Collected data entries
_____

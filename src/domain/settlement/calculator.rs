//! Settlement arithmetic
//!
//! Pure functions turning the escrowed deposit, the agreed return percent
//! and the rent-return flag into the exact amounts moved to each party.
//! All arithmetic is fixed-point `Decimal`; the deposit split conserves the
//! escrowed total to the minor unit, with any rounding remainder landing on
//! the payout side.

use rust_decimal::{Decimal, RoundingStrategy};
use thiserror::Error;

use crate::domain::error::DomainError;

/// Currency minor-unit scale (two decimal places)
const MINOR_UNIT_SCALE: u32 = 2;

#[derive(Debug, Error, PartialEq)]
pub enum SettlementError {
    #[error("deposit_return_percent must be between 0 and 100, got {0}")]
    InvalidPercent(Decimal),

    #[error("total deposit is unset or negative")]
    MissingDeposit,

    #[error("rent amount is negative")]
    MissingRent,
}

impl From<SettlementError> for DomainError {
    fn from(e: SettlementError) -> Self {
        DomainError::Validation(e.to_string())
    }
}

/// Exact settlement amounts for one resolved checkout
#[derive(Debug, Clone, PartialEq)]
pub struct SettlementBreakdown {
    pub deposit_return_percent: Decimal,
    /// Deposit share returned to the renter
    pub deposit_refund: Decimal,
    /// Deposit share released to the owner
    pub deposit_payout: Decimal,
    /// Rent returned to the renter (all or nothing)
    pub rent_refund: Decimal,
    /// Rent released to the owner
    pub rent_payout: Decimal,
}

impl SettlementBreakdown {
    /// Everything the renter receives back
    pub fn total_refund(&self) -> Decimal {
        self.deposit_refund + self.rent_refund
    }

    /// Everything the owner receives
    pub fn total_payout(&self) -> Decimal {
        self.deposit_payout + self.rent_payout
    }
}

/// Split the escrowed deposit between renter and owner.
///
/// The refund is `total_deposit * percent / 100` rounded half-up to the
/// minor unit; the payout is the exact complement, so
/// `deposit_refund + deposit_payout == total_deposit` always holds. The
/// rent moves whole: back to the renter when `rent_returned`, to the owner
/// otherwise.
pub fn split_deposit(
    total_deposit: Decimal,
    deposit_return_percent: Decimal,
    rent_amount: Decimal,
    rent_returned: bool,
) -> Result<SettlementBreakdown, SettlementError> {
    if total_deposit.is_sign_negative() {
        return Err(SettlementError::MissingDeposit);
    }
    if rent_amount.is_sign_negative() {
        return Err(SettlementError::MissingRent);
    }
    if deposit_return_percent < Decimal::ZERO || deposit_return_percent > Decimal::ONE_HUNDRED {
        return Err(SettlementError::InvalidPercent(deposit_return_percent));
    }

    let raw_refund = total_deposit * deposit_return_percent / Decimal::ONE_HUNDRED;
    let deposit_refund = raw_refund
        .round_dp_with_strategy(MINOR_UNIT_SCALE, RoundingStrategy::MidpointAwayFromZero)
        // rounding up at 100% of a sub-minor-unit deposit must not exceed the escrow
        .min(total_deposit);
    let deposit_payout = total_deposit - deposit_refund;

    let (rent_refund, rent_payout) = if rent_returned {
        (rent_amount, Decimal::ZERO)
    } else {
        (Decimal::ZERO, rent_amount)
    };

    Ok(SettlementBreakdown {
        deposit_return_percent,
        deposit_refund,
        deposit_payout,
        rent_refund,
        rent_payout,
    })
}

// ── Tests ──────────────────────────────────────────────────────

#[cfg(test)]
mod tests {
    use super::*;

    fn dec(s: &str) -> Decimal {
        s.parse().unwrap()
    }

    #[test]
    fn full_return() {
        let b = split_deposit(dec("600.00"), dec("100"), dec("1200.00"), false).unwrap();
        assert_eq!(b.deposit_refund, dec("600.00"));
        assert_eq!(b.deposit_payout, dec("0.00"));
        assert_eq!(b.total_payout(), dec("1200.00"));
        assert_eq!(b.total_refund(), dec("600.00"));
    }

    #[test]
    fn zero_return() {
        let b = split_deposit(dec("600.00"), dec("0"), dec("1200.00"), false).unwrap();
        assert_eq!(b.deposit_refund, dec("0.00"));
        assert_eq!(b.deposit_payout, dec("600.00"));
    }

    #[test]
    fn partial_return_forty_percent() {
        // scenario: agent keeps 60% for damage, rent stays with the owner
        let b = split_deposit(dec("600.00"), dec("40"), dec("1200.00"), false).unwrap();
        assert_eq!(b.deposit_refund, dec("240.00"));
        assert_eq!(b.deposit_payout, dec("360.00"));
        assert_eq!(b.total_payout(), dec("1560.00"));
    }

    #[test]
    fn rent_returned_goes_to_renter() {
        let b = split_deposit(dec("600.00"), dec("50"), dec("1200.00"), true).unwrap();
        assert_eq!(b.rent_refund, dec("1200.00"));
        assert_eq!(b.rent_payout, dec("0"));
        assert_eq!(b.total_refund(), dec("1500.00"));
        assert_eq!(b.total_payout(), dec("300.00"));
    }

    #[test]
    fn rounds_half_up() {
        // 33% of 100.01 = 33.0033 -> 33.00; 33.5% of 100 = 33.50 stays
        let b = split_deposit(dec("100.01"), dec("33"), dec("0"), false).unwrap();
        assert_eq!(b.deposit_refund, dec("33.00"));
        assert_eq!(b.deposit_payout, dec("67.01"));

        // midpoint rounds away from zero: 12.345 -> 12.35
        let b = split_deposit(dec("24.69"), dec("50"), dec("0"), false).unwrap();
        assert_eq!(b.deposit_refund, dec("12.35"));
        assert_eq!(b.deposit_payout, dec("12.34"));
    }

    #[test]
    fn conservation_holds_for_awkward_percents() {
        let deposits = ["600.00", "0.01", "999.99", "123.45", "0.00", "1000000.01"];
        let percents = [
            "0", "1", "3", "7.5", "33", "33.33", "40", "50", "66.67", "99", "99.99", "100",
        ];
        for d in deposits {
            for p in percents {
                let deposit = dec(d);
                let b = split_deposit(deposit, dec(p), dec("0"), false).unwrap();
                assert_eq!(
                    b.deposit_refund + b.deposit_payout,
                    deposit,
                    "conservation violated for deposit={} percent={}",
                    d,
                    p
                );
                assert!(b.deposit_refund >= Decimal::ZERO);
                assert!(b.deposit_payout >= Decimal::ZERO);
            }
        }
    }

    #[test]
    fn hundred_percent_of_sub_minor_deposit_does_not_overdraw() {
        // 100% of 0.005 rounds to 0.01 before clamping; the escrow only
        // holds 0.005, so the refund is clamped and conservation holds
        let deposit = dec("0.005");
        let b = split_deposit(deposit, dec("100"), dec("0"), false).unwrap();
        assert_eq!(b.deposit_refund, deposit);
        assert_eq!(b.deposit_payout, Decimal::ZERO);
    }

    #[test]
    fn invalid_percent_rejected() {
        assert_eq!(
            split_deposit(dec("600.00"), dec("-1"), dec("0"), false),
            Err(SettlementError::InvalidPercent(dec("-1")))
        );
        assert_eq!(
            split_deposit(dec("600.00"), dec("100.01"), dec("0"), false),
            Err(SettlementError::InvalidPercent(dec("100.01")))
        );
    }

    #[test]
    fn negative_deposit_rejected() {
        assert_eq!(
            split_deposit(dec("-0.01"), dec("50"), dec("0"), false),
            Err(SettlementError::MissingDeposit)
        );
    }

    #[test]
    fn negative_rent_rejected() {
        assert_eq!(
            split_deposit(dec("600.00"), dec("50"), dec("-1"), false),
            Err(SettlementError::MissingRent)
        );
    }

    #[test]
    fn zero_deposit_is_fine() {
        let b = split_deposit(dec("0"), dec("50"), dec("1200.00"), false).unwrap();
        assert_eq!(b.deposit_refund, Decimal::ZERO);
        assert_eq!(b.deposit_payout, Decimal::ZERO);
        assert_eq!(b.total_payout(), dec("1200.00"));
    }
}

_____

TASK STATEMENT: Each record should be repeated in full, exactly as it is written.

SOLUTION BELOW:
filename src/domain/settlement/calculator.rs
//! Settlement arithmetic
//!
//! Pure functions turning the escrowed deposit, the agreed return percent
//! and the rent-return flag into the exact amounts moved to each party.
//! All arithmetic is fixed-point `Decimal`; the deposit split conserves the
//! escrowed total to the minor unit, with any rounding remainder landing on
//! the payout side.

use rust_decimal::{Decimal, RoundingStrategy};
use thiserror::Error;

use crate::domain::error::DomainError;

/// Currency minor-unit scale (two decimal places)
const MINOR_UNIT_SCALE: u32 = 2;

#[derive(Debug, Error, PartialEq)]
pub enum SettlementError {
    #[error("deposit_return_percent must be between 0 and 100, got {0}")]
    InvalidPercent(Decimal),

    #[error("total deposit is unset or negative")]
    MissingDeposit,

    #[error("rent amount is negative")]
    MissingRent,
}

impl From<SettlementError> for DomainError {
    fn from(e: SettlementError) -> Self {
        DomainError::Validation(e.to_string())
    }
}

/// Exact settlement amounts for one resolved checkout
#[derive(Debug, Clone, PartialEq)]
pub struct SettlementBreakdown {
    pub deposit_return_percent: Decimal,
    /// Deposit share returned to the renter
    pub deposit_refund: Decimal,
    /// Deposit share released to the owner
    pub deposit_payout: Decimal,
    /// Rent returned to the renter (all or nothing)
    pub rent_refund: Decimal,
    /// Rent released to the owner
    pub rent_payout: Decimal,
}

impl SettlementBreakdown {
    /// Everything the renter receives back
    pub fn total_refund(&self) -> Decimal {
        self.deposit_refund + self.rent_refund
    }

    /// Everything the owner receives
    pub fn total_payout(&self) -> Decimal {
        self.deposit_payout + self.rent_payout
    }
}

/// Split the escrowed deposit between renter and owner.
///
/// The refund is `total_deposit * percent / 100` rounded half-up to the
/// minor unit; the payout is the exact complement, so
/// `deposit_refund + deposit_payout == total_deposit` always holds. The
/// rent moves whole: back to the renter when `rent_returned`, to the owner
/// otherwise.
pub fn split_deposit(
    total_deposit: Decimal,
    deposit_return_percent: Decimal,
    rent_amount: Decimal,
    rent_returned: bool,
) -> Result<SettlementBreakdown, SettlementError> {
    if total_deposit.is_sign_negative() {
        return Err(SettlementError::MissingDeposit);
    }
    if rent_amount.is_sign_negative() {
        return Err(SettlementError::MissingRent);
    }
    if deposit_return_percent < Decimal::ZERO || deposit_return_percent > Decimal::ONE_HUNDRED {
        return Err(SettlementError::InvalidPercent(deposit_return_percent));
    }

    let raw_refund = total_deposit * deposit_return_percent / Decimal::ONE_HUNDRED;
    let deposit_refund = raw_refund
        .round_dp_with_strategy(MINOR_UNIT_SCALE, RoundingStrategy::MidpointAwayFromZero)
        // rounding up at 100% of a sub-minor-unit deposit must not exceed the escrow
        .min(total_deposit);
    let deposit_payout = total_deposit - deposit_refund;

    let (rent_refund, rent_payout) = if rent_returned {
        (rent_amount, Decimal::ZERO)
    } else {
        (Decimal::ZERO, rent_amount)
    };

    Ok(SettlementBreakdown {
        deposit_return_percent,
        deposit_refund,
        deposit_payout,
        rent_refund,
        rent_payout,
    })
}

// ── Tests ──────────────────────────────────────────────────────

#[cfg(test)]
mod tests {
    use super::*;

    fn dec(s: &str) -> Decimal {
        s.parse().unwrap()
    }

    #[test]
    fn full_return() {
        let b = split_deposit(dec("600.00"), dec("100"), dec("1200.00"), false).unwrap();
        assert_eq!(b.deposit_refund, dec("600.00"));
        assert_eq!(b.deposit_payout, dec("0.00"));
        assert_eq!(b.total_payout(), dec("1200.00"));
        assert_eq!(b.total_refund(), dec("600.00"));
    }

    #[test]
    fn zero_return() {
        let b = split_deposit(dec("600.00"), dec("0"), dec("1200.00"), false).unwrap();
        assert_eq!(b.deposit_refund, dec("0.00"));
        assert_eq!(b.deposit_payout, dec("600.00"));
    }

    #[test]
    fn partial_return_forty_percent() {
        // scenario: agent keeps 60% for damage, rent stays with the owner
        let b = split_deposit(dec("600.00"), dec("40"), dec("1200.00"), false).unwrap();
        assert_eq!(b.deposit_refund, dec("240.00"));
        assert_eq!(b.deposit_payout, dec("360.00"));
        assert_eq!(b.total_payout(), dec("1560.00"));
    }

    #[test]
    fn rent_returned_goes_to_renter() {
        let b = split_deposit(dec("600.00"), dec("50"), dec("1200.00"), true).unwrap();
        assert_eq!(b.rent_refund, dec("1200.00"));
        assert_eq!(b.rent_payout, dec("0"));
        assert_eq!(b.total_refund(), dec("1500.00"));
        assert_eq!(b.total_payout(), dec("300.00"));
    }

    #[test]
    fn rounds_half_up() {
        // 33% of 100.01 = 33.0033 -> 33.00; 33.5% of 100 = 33.50 stays
        let b = split_deposit(dec("100.01"), dec("33"), dec("0"), false).unwrap();
        assert_eq!(b.deposit_refund, dec("33.00"));
        assert_eq!(b.deposit_payout, dec("67.01"));

        // midpoint rounds away from zero: 12.345 -> 12.35
        let b = split_deposit(dec("24.69"), dec("50"), dec("0"), false).unwrap();
        assert_eq!(b.deposit_refund, dec("12.35"));
        assert_eq!(b.deposit_payout, dec("12.34"));
    }

    #[test]
    fn conservation_holds_for_awkward_percents() {
        let deposits = ["600.00", "0.01", "999.99", "123.45", "0.00", "1000000.01"];
        let percents = [
            "0", "1", "3", "7.5", "33", "33.33", "40", "50", "66.67", "99", "99.99", "100",
        ];
        for d in deposits {
            for p in percents {
                let deposit = dec(d);
                let b = split_deposit(deposit, dec(p), dec("0"), false).unwrap();
                assert_eq!(
                    b.deposit_refund + b.deposit_payout,
                    deposit,
                    "conservation violated for deposit={} percent={}",
                    d,
                    p
                );
                assert!(b.deposit_refund >= Decimal::ZERO);
                assert!(b.deposit_payout >= Decimal::ZERO);
            }
        }
    }

    #[test]
    fn hundred_percent_of_sub_minor_deposit_does_not_overdraw() {
        // 100% of 0.005 rounds to 0.01 before clamping; the escrow only
        // holds 0.005, so the refund is clamped and conservation holds
        let deposit = dec("0.005");
        let b = split_deposit(deposit, dec("100"), dec("0"), false).unwrap();
        assert_eq!(b.deposit_refund, deposit);
        assert_eq!(b.deposit_payout, Decimal::ZERO);
    }

    #[test]
    fn invalid_percent_rejected() {
        assert_eq!(
            split_deposit(dec("600.00"), dec("-1"), dec("0"), false),
            Err(SettlementError::InvalidPercent(dec("-1")))
        );
        assert_eq!(
            split_deposit(dec("600.00"), dec("100.01"), dec("0"), false),
            Err(SettlementError::InvalidPercent(dec("100.01")))
        );
    }

    #[test]
    fn negative_deposit_rejected() {
        assert_eq!(
            split_deposit(dec("-0.01"), dec("50"), dec("0"), false),
            Err(SettlementError::MissingDeposit)
        );
    }

    #[test]
    fn negative_rent_rejected() {
        assert_eq!(
            split_deposit(dec("600.00"), dec("50"), dec("-1"), false),
            Err(SettlementError::MissingRent)
        );
    }

    #[test]
    fn zero_deposit_is_fine() {
        let b = split_deposit(dec("0"), dec("50"), dec("1200.00"), false).unwrap();
        assert_eq!(b.deposit_refund, Decimal::ZERO);
        assert_eq!(b.deposit_payout, Decimal::ZERO);
        assert_eq!(b.total_payout(), dec("1200.00"));
    }
}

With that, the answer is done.